By Peter Galli  |  Posted 2003-11-03 Print this article Print

Leading Linux distributor on Monday to narrow its focus on the enterprise space, telling customers that it will end its Red Hat Linux line after the end of April 2004.

Leading Linux distributor Red Hat Inc. on Monday made clear its intention to focus on the enterprise space, telling customers that it will no longer be maintaining or releasing any of the its Red Hat Linux line after the end of April 2004. The Raleigh, N.C. firm sent its Red Hat Network customers an e-mail, informing them of the upcoming discontinuation of Red Hat Linux and providing them with "resources to assist you with your migration to another Red Hat solution.
"As previously communicated, Red Hat will discontinue maintenance and errata support for Red Hat Linux 7.1, 7.2, 7.3 and 8.0 as of December 31, 2003. Red Hat will discontinue maintenance and errata support for Red Hat 9 as of April 30 2004. Red Hat does not plan to release another product in the Red Hat Linux line," the email said.
The move is designed to push customers to migrate to Red Hats Enterprise Linux line of products, which carry an annual subscription fee. "With the recent announcement of Red Hat Enterprise Linux v.3, youll find migrating to Enterprise Linux appealing. We understand that transitioning to another Red Hat solution requires careful planning and implementation. "We have created a migration plan for Red Hat Network customers to help make the transition as simple and seamless as possible," the company said in the e-mail. As an incentive to help drive customers to the more costly enterprise products, which are paid for on an annual subscription basis, Red Hat said those customers who bought its Enterprise Linux Workstation or Enterprise Server Basic product before February 28, 2004, would get two years subscription for the price of one. The company has also created a Red Hat Linux Migration Resource Center. A Red Hat spokesman could not immediately be reached for comment. The move follows the release last month of the companys strongest financial results since its listing, on the back of strong growth in sales of an-nual subscriptions. At that time, Kevin Thompson, Red Hats chief financial officer, said sales of annual subscriptions for Red Hat Enterprise Linux technologies grew by 10 percent, or 2,300, to about 26,000, with some 1,700 of these being new Red Hat Enterprise Linux customers. Subscription revenues from enterprise technologies grew 21 percent quarter-on-quarter and 123 percent year-over-year. Renewal rates for the second quarter remained strong at 90 percent, Thompson said, adding that the company expects "a reasonable renewal rate of 75 percent going forward. Our strong quarterly operating results reflect the strong demand for standards-based Red Hat Enterprise Linux solutions in the en-terprise," he said. Also at that time, Red Hat Chief Operating Officer Tim Buckley said many of the companys Red Hat Linux customers are upgrading to Enterprise Linux or have indicated that they will. Discuss This in the eWEEK Forum
Peter Galli has been a financial/technology reporter for 12 years at leading publications in South Africa, the UK and the US. He has been Investment Editor of South Africa's Business Day Newspaper, the sister publication of the Financial Times of London.

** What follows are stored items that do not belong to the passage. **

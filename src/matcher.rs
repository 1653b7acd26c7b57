//! Selector predicates over JSON list elements.
use serde_json::Value;

use crate::directive::Selector;
use crate::error::CompileErrorKind;
use crate::lower::RecordInfo;
use crate::validate::canonical_selector_path;

#[derive(Debug, Clone)]
struct Clause {
    wire: String,
    expected: String,
    nilable: bool,
}

/// Compiled form of a selector against one element type. Clauses are kept in
/// key order, so two compilations of the same selector are interchangeable.
#[derive(Debug, Clone)]
pub struct ElementMatcher {
    clauses: Vec<Clause>,
    canonical: String,
}

impl ElementMatcher {
    pub fn compile(element: &RecordInfo, selector: &Selector) -> Result<Self, CompileErrorKind> {
        let mut clauses = Vec::with_capacity(selector.len());
        for (key, expected) in selector {
            let Some(field) = element.field(key) else {
                return Err(CompileErrorKind::SelectorUnknownField {
                    element: element.name.clone(),
                    key: key.clone(),
                });
            };
            let ty = &field.accessor.ty;
            if !ty.is_string_kind() {
                return Err(CompileErrorKind::SelectorNotString {
                    element: element.name.clone(),
                    key: key.clone(),
                    ty: ty.to_string(),
                });
            }
            clauses.push(Clause { wire: key.clone(), expected: expected.clone(), nilable: ty.is_nilable() });
        }
        Ok(Self { clauses, canonical: canonical_selector_path(selector) })
    }

    /// `k="v",...`, the grouped path segment for matches.
    pub fn canonical(&self) -> &str {
        &self.canonical
    }

    pub fn matches(&self, element: &Value) -> bool {
        let Value::Object(map) = element else { return false };
        self.clauses.iter().all(|c| match map.get(&c.wire) {
            // An absent string compares as "", an absent optional never matches.
            None | Some(Value::Null) => !c.nilable && c.expected.is_empty(),
            Some(Value::String(s)) => *s == c.expected,
            Some(_) => false,
        })
    }
}

// ------------------------------- Tests ------------------------------------ //

#[cfg(test)]
mod tests {
    use super::*;
    use crate::ir::Schema;
    use crate::lower::lower_schema;
    use proptest::prelude::*;
    use serde_json::json;

    fn item() -> RecordInfo {
        let schema: Schema = serde_json::from_value(json!({"types": [
            {"name": "Item", "fields": [
                {"name": "Type", "json": "type", "type": "string"},
                {"name": "Status", "json": "status", "type": {"optional": "string"}},
                {"name": "Count", "json": "count", "type": "integer"},
            ]},
        ]})).unwrap();
        lower_schema(&schema).unwrap().get("Item").unwrap().clone()
    }

    fn sel(pairs: &[(&str, &str)]) -> Selector {
        pairs.iter().map(|(k, v)| (k.to_string(), v.to_string())).collect()
    }

    #[test]
    fn matches_every_clause() {
        let m = ElementMatcher::compile(&item(), &sel(&[("type", "A"), ("status", "True")])).unwrap();
        assert_eq!(m.canonical(), r#"status="True",type="A""#);
        assert!(m.matches(&json!({"type": "A", "status": "True"})));
        assert!(!m.matches(&json!({"type": "A", "status": "False"})));
        assert!(!m.matches(&json!({"type": "A"})));
        assert!(!m.matches(&Value::Null));
    }

    #[test]
    fn absent_string_compares_as_empty() {
        let m = ElementMatcher::compile(&item(), &sel(&[("type", "")])).unwrap();
        assert!(m.matches(&json!({})));
        let m = ElementMatcher::compile(&item(), &sel(&[("status", "")])).unwrap();
        assert!(!m.matches(&json!({})));
        assert!(m.matches(&json!({"status": ""})));
    }

    #[test]
    fn rejects_unknown_and_non_string_keys() {
        assert!(matches!(
            ElementMatcher::compile(&item(), &sel(&[("nope", "x")])),
            Err(CompileErrorKind::SelectorUnknownField { .. })
        ));
        assert!(matches!(
            ElementMatcher::compile(&item(), &sel(&[("count", "1")])),
            Err(CompileErrorKind::SelectorNotString { .. })
        ));
    }

    fn field_value() -> impl Strategy<Value = Option<Value>> {
        prop_oneof![
            Just(None),
            Just(Some(Value::Null)),
            prop_oneof![Just(""), Just("A"), Just("B")].prop_map(|s| Some(json!(s))),
        ]
    }

    fn element() -> impl Strategy<Value = Value> {
        (field_value(), field_value()).prop_map(|(ty, status)| {
            let mut map = serde_json::Map::new();
            if let Some(v) = ty {
                map.insert("type".into(), v);
            }
            if let Some(v) = status {
                map.insert("status".into(), v);
            }
            Value::Object(map)
        })
    }

    fn selector_pairs() -> impl Strategy<Value = Vec<(String, String)>> {
        let value = || prop_oneof![Just(""), Just("A"), Just("B")];
        (proptest::option::of(value()), proptest::option::of(value()))
            .prop_filter("selector needs a key", |(t, s)| t.is_some() || s.is_some())
            .prop_map(|(t, s)| {
                let mut pairs = Vec::new();
                if let Some(t) = t {
                    pairs.push(("type".to_string(), t.to_string()));
                }
                if let Some(s) = s {
                    pairs.push(("status".to_string(), s.to_string()));
                }
                pairs
            })
    }

    proptest! {
        #[test]
        fn recompiling_a_selector_gives_an_equivalent_matcher(
            pairs in selector_pairs(),
            elements in proptest::collection::vec(element(), 0..8),
        ) {
            let forward: Selector = pairs.iter().cloned().collect();
            let backward: Selector = pairs.iter().rev().cloned().collect();
            let a = ElementMatcher::compile(&item(), &forward).unwrap();
            let b = ElementMatcher::compile(&item(), &backward).unwrap();
            prop_assert_eq!(a.canonical(), b.canonical());
            for e in &elements {
                prop_assert_eq!(a.matches(e), b.matches(e));
            }
        }
    }
}
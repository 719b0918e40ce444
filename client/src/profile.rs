//! User profile snapshot
//!
//! The server owns every field here. The client only keeps the last snapshot it fetched, filling
//! in defaults for anything the server omitted or sent as `null`. All payloads go through
//! [`RawProfile`] and the single `From<RawProfile>` conversion, so login, registration, refreshes
//! and the persisted copy always agree on the defaults.

use chrono::{DateTime, Utc};
use derivative::Derivative;
use serde::{Deserialize, Deserializer, Serialize};

/// Account status as reported by the server
#[derive(Debug, Clone, Copy, PartialEq, Eq, Default, Serialize, Deserialize)]
#[serde(rename_all = "lowercase")]
pub enum AccountStatus {
    #[default]
    Active,
    /// Suspended by an administrator, the client must not keep the session
    Inactive,
    /// Any status this client does not know about
    #[serde(other)]
    Unknown,
}

/// Normalized user profile
#[derive(Debug, Clone, PartialEq, Serialize, Deserialize, Derivative)]
#[derivative(Default)]
#[serde(rename_all = "camelCase", from = "RawProfile")]
pub struct Profile {
    #[serde(rename = "_id")]
    pub id: String,
    pub first_name: String,
    pub last_name: String,
    pub email: String,
    pub balance: f64,
    pub ai_status: bool,
    pub referral_code: String,
    pub referred_by: Option<String>,
    pub referral_count: u32,
    #[derivative(Default(value = "3"))]
    pub tier: u8,
    pub total_commission: f64,
    pub algo_profit_amount: f64,
    pub algo_profit_percentage: f64,
    pub status: AccountStatus,
    #[derivative(Default(value = "\"user\".to_owned()"))]
    pub role: String,
    pub created_at: Option<DateTime<Utc>>,
}

impl Profile {
    /// The account was suspended
    pub fn is_suspended(&self) -> bool {
        self.status == AccountStatus::Inactive
    }

    pub fn full_name(&self) -> String {
        format!("{} {}", self.first_name, self.last_name)
            .trim()
            .to_owned()
    }

    pub fn profit_stats(&self) -> ProfitStats {
        ProfitStats {
            algo_profit_amount: self.algo_profit_amount,
            algo_profit_percentage: self.algo_profit_percentage,
        }
    }

    pub(crate) fn merge_profit(&mut self, stats: ProfitStats) {
        self.algo_profit_amount = stats.algo_profit_amount;
        self.algo_profit_percentage = stats.algo_profit_percentage;
    }
}

/// Profile as sent by the server, every field optional
#[derive(Debug, Clone, Default, Deserialize)]
#[serde(rename_all = "camelCase", default)]
pub struct RawProfile {
    /// Mongo id, preferred over `id` when both are sent
    #[serde(rename = "_id")]
    pub mongo_id: Option<String>,
    pub id: Option<String>,
    pub first_name: Option<String>,
    pub last_name: Option<String>,
    pub email: Option<String>,
    #[serde(deserialize_with = "lenient_number")]
    pub balance: Option<f64>,
    pub ai_status: Option<bool>,
    pub referral_code: Option<String>,
    pub referred_by: Option<String>,
    #[serde(deserialize_with = "lenient_number")]
    pub referral_count: Option<f64>,
    #[serde(deserialize_with = "lenient_number")]
    pub tier: Option<f64>,
    #[serde(deserialize_with = "lenient_number")]
    pub total_commission: Option<f64>,
    #[serde(deserialize_with = "lenient_number")]
    pub algo_profit_amount: Option<f64>,
    #[serde(deserialize_with = "lenient_number")]
    pub algo_profit_percentage: Option<f64>,
    pub status: Option<AccountStatus>,
    pub role: Option<String>,
    pub created_at: Option<DateTime<Utc>>,
}

impl From<RawProfile> for Profile {
    fn from(raw: RawProfile) -> Self {
        let defaults = Profile::default();

        Self {
            id: raw.mongo_id.or(raw.id).unwrap_or(defaults.id),
            first_name: raw.first_name.unwrap_or(defaults.first_name),
            last_name: raw.last_name.unwrap_or(defaults.last_name),
            email: raw.email.unwrap_or(defaults.email),
            balance: raw.balance.unwrap_or(defaults.balance),
            ai_status: raw.ai_status.unwrap_or(defaults.ai_status),
            referral_code: raw.referral_code.unwrap_or(defaults.referral_code),
            referred_by: raw.referred_by,
            referral_count: raw
                .referral_count
                .map(|count| count.max(0.0) as u32)
                .unwrap_or(defaults.referral_count),
            tier: raw
                .tier
                .map(|tier| tier.clamp(0.0, u8::MAX as f64) as u8)
                .unwrap_or(defaults.tier),
            total_commission: raw.total_commission.unwrap_or(defaults.total_commission),
            algo_profit_amount: raw
                .algo_profit_amount
                .unwrap_or(defaults.algo_profit_amount),
            algo_profit_percentage: raw
                .algo_profit_percentage
                .unwrap_or(defaults.algo_profit_percentage),
            status: raw.status.unwrap_or(defaults.status),
            role: raw.role.unwrap_or(defaults.role),
            created_at: raw.created_at,
        }
    }
}

/// Algo-trading profit figures
#[derive(Debug, Clone, Copy, PartialEq, Default, Serialize)]
#[serde(rename_all = "camelCase")]
pub struct ProfitStats {
    pub algo_profit_amount: f64,
    pub algo_profit_percentage: f64,
}

impl<'de> Deserialize<'de> for ProfitStats {
    fn deserialize<D>(deserializer: D) -> Result<Self, D::Error>
    where
        D: Deserializer<'de>,
    {
        #[derive(Default, Deserialize)]
        #[serde(rename_all = "camelCase", default)]
        struct Raw {
            #[serde(deserialize_with = "lenient_number")]
            algo_profit_amount: Option<f64>,
            #[serde(deserialize_with = "lenient_number")]
            algo_profit_percentage: Option<f64>,
        }

        let raw = Raw::deserialize(deserializer)?;
        Ok(Self {
            algo_profit_amount: raw.algo_profit_amount.unwrap_or_default(),
            algo_profit_percentage: raw.algo_profit_percentage.unwrap_or_default(),
        })
    }
}

/// Body of the balance endpoint
#[derive(Debug, Clone, Copy, Deserialize)]
pub(crate) struct BalanceResponse {
    #[serde(default, deserialize_with = "lenient_number")]
    pub balance: Option<f64>,
}

/// Accepts JSON numbers, numeric strings and `null`
///
/// Anything else is treated as missing rather than failing the whole payload.
pub(crate) fn lenient_number<'de, D>(deserializer: D) -> Result<Option<f64>, D::Error>
where
    D: Deserializer<'de>,
{
    #[derive(Deserialize)]
    #[serde(untagged)]
    enum Number {
        Number(f64),
        Text(String),
        Other(serde_json::Value),
    }

    let number = Option::<Number>::deserialize(deserializer)?;
    Ok(match number {
        Some(Number::Number(value)) => Some(value),
        Some(Number::Text(text)) => text.trim().parse().ok().filter(|v: &f64| v.is_finite()),
        Some(Number::Other(_)) | None => None,
    })
}

#[cfg(test)]
mod tests {
    use serde_json::json;

    use super::*;

    fn parse(value: serde_json::Value) -> Profile {
        serde_json::from_value(value).unwrap()
    }

    #[test]
    fn empty_payload_gets_default_table() {
        let profile = parse(json!({}));

        assert_eq!(profile.balance, 0.0);
        assert_eq!(profile.tier, 3);
        assert_eq!(profile.referral_count, 0);
        assert_eq!(profile.total_commission, 0.0);
        assert_eq!(profile.algo_profit_amount, 0.0);
        assert_eq!(profile.algo_profit_percentage, 0.0);
        assert!(!profile.ai_status);
        assert_eq!(profile.status, AccountStatus::Active);
        assert_eq!(profile.role, "user");
        assert_eq!(profile.referral_code, "");
        assert_eq!(profile, Profile::default());
    }

    #[test]
    fn both_id_keys_are_accepted() {
        let profile = parse(json!({ "_id": "u1", "id": "u1", "email": "a@example.com" }));
        assert_eq!(profile.id, "u1");
        assert_eq!(profile.email, "a@example.com");

        let profile = parse(json!({ "_id": "u1", "id": "virtual" }));
        assert_eq!(profile.id, "u1");
    }

    #[test]
    fn nulls_are_defaulted() {
        let profile = parse(json!({
            "_id": "u1",
            "balance": null,
            "tier": null,
            "referralCount": null,
            "aiStatus": null,
            "status": null,
        }));

        assert_eq!(profile.id, "u1");
        assert_eq!(profile.balance, 0.0);
        assert_eq!(profile.tier, 3);
        assert_eq!(profile.referral_count, 0);
        assert!(!profile.ai_status);
        assert_eq!(profile.status, AccountStatus::Active);
    }

    #[test]
    fn server_values_are_kept() {
        let profile = parse(json!({
            "id": "u2",
            "firstName": "Ada",
            "lastName": "Lovelace",
            "email": "ada@example.com",
            "balance": "1250.5",
            "aiStatus": true,
            "referralCode": "ADA123",
            "referredBy": "BOB1",
            "referralCount": 4,
            "tier": 1,
            "totalCommission": 12.25,
            "algoProfitAmount": 40,
            "algoProfitPercentage": 3.2,
            "status": "inactive",
            "role": "admin",
            "createdAt": "2024-05-01T10:00:00Z",
        }));

        assert_eq!(profile.id, "u2");
        assert_eq!(profile.full_name(), "Ada Lovelace");
        assert_eq!(profile.balance, 1250.5);
        assert!(profile.ai_status);
        assert_eq!(profile.referred_by.as_deref(), Some("BOB1"));
        assert_eq!(profile.referral_count, 4);
        assert_eq!(profile.tier, 1);
        assert_eq!(profile.algo_profit_amount, 40.0);
        assert!(profile.is_suspended());
        assert_eq!(profile.role, "admin");
        assert!(profile.created_at.is_some());
    }

    #[test]
    fn unknown_status_is_not_suspension() {
        let profile = parse(json!({ "status": "pending-kyc" }));
        assert_eq!(profile.status, AccountStatus::Unknown);
        assert!(!profile.is_suspended());
    }

    #[test]
    fn garbage_numbers_fall_back_to_defaults() {
        let profile = parse(json!({ "balance": "abc", "tier": { "level": 2 } }));
        assert_eq!(profile.balance, 0.0);
        assert_eq!(profile.tier, 3);
    }

    #[test]
    fn persisted_form_round_trips() {
        let profile = parse(json!({ "_id": "u3", "balance": 10, "tier": 2 }));
        let stored = serde_json::to_string(&profile).unwrap();
        assert_eq!(serde_json::from_str::<Profile>(&stored).unwrap(), profile);
    }

    #[test]
    fn profit_stats_default_to_zero() {
        let stats: ProfitStats = serde_json::from_value(json!({ "algoProfitAmount": 7.5 })).unwrap();
        assert_eq!(
            stats,
            ProfitStats {
                algo_profit_amount: 7.5,
                algo_profit_percentage: 0.0,
            }
        );
    }
}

He was also Group Financial Communications Manager for First National Bank, the second largest banking group in South Africa before moving on to become Executive News Editor of Business Report, the largest daily financial newspaper in South Africa, owned by the global Independent Newspapers group.

He was responsible for a national reporting team of 20 based in four bureaus. He also edited and contributed to its weekly technology page, and launched a financial and technology radio service supplying daily news bulletins to the national broadcaster, the South African Broadcasting Corporation, which were then distributed to some 50 radio stations across the country.

He was then transferred to San Francisco as Business Report's U.S. Correspondent to cover Silicon Valley, trade and finance between the US, Europe and emerging markets like South Africa. After serving that role for more than two years, he joined eWeek as a Senior Editor, covering software platforms in August 2000.

He has comprehensively covered Microsoft and its Windows and .Net platforms, as well as the many legal challenges it has faced. He has also focused on Sun Microsystems and its Solaris operating environment, Java and Unix offerings. He covers developments in the open source community, particularly around the Linux kernel and the effects it will have on the enterprise.

He has written extensively about new products for the Linux and Unix platforms, the development of open standards and critically looked at the potential Linux has to offer an alternative operating system and platform to Windows, .Net and Unix-based solutions like Solaris.

His interviews with senior industry executives include Microsoft CEO Steve Ballmer, Linus Torvalds, the original developer of the Linux operating system, Sun CEO Scot McNealy, and Bill Zeitler, a senior vice president at IBM.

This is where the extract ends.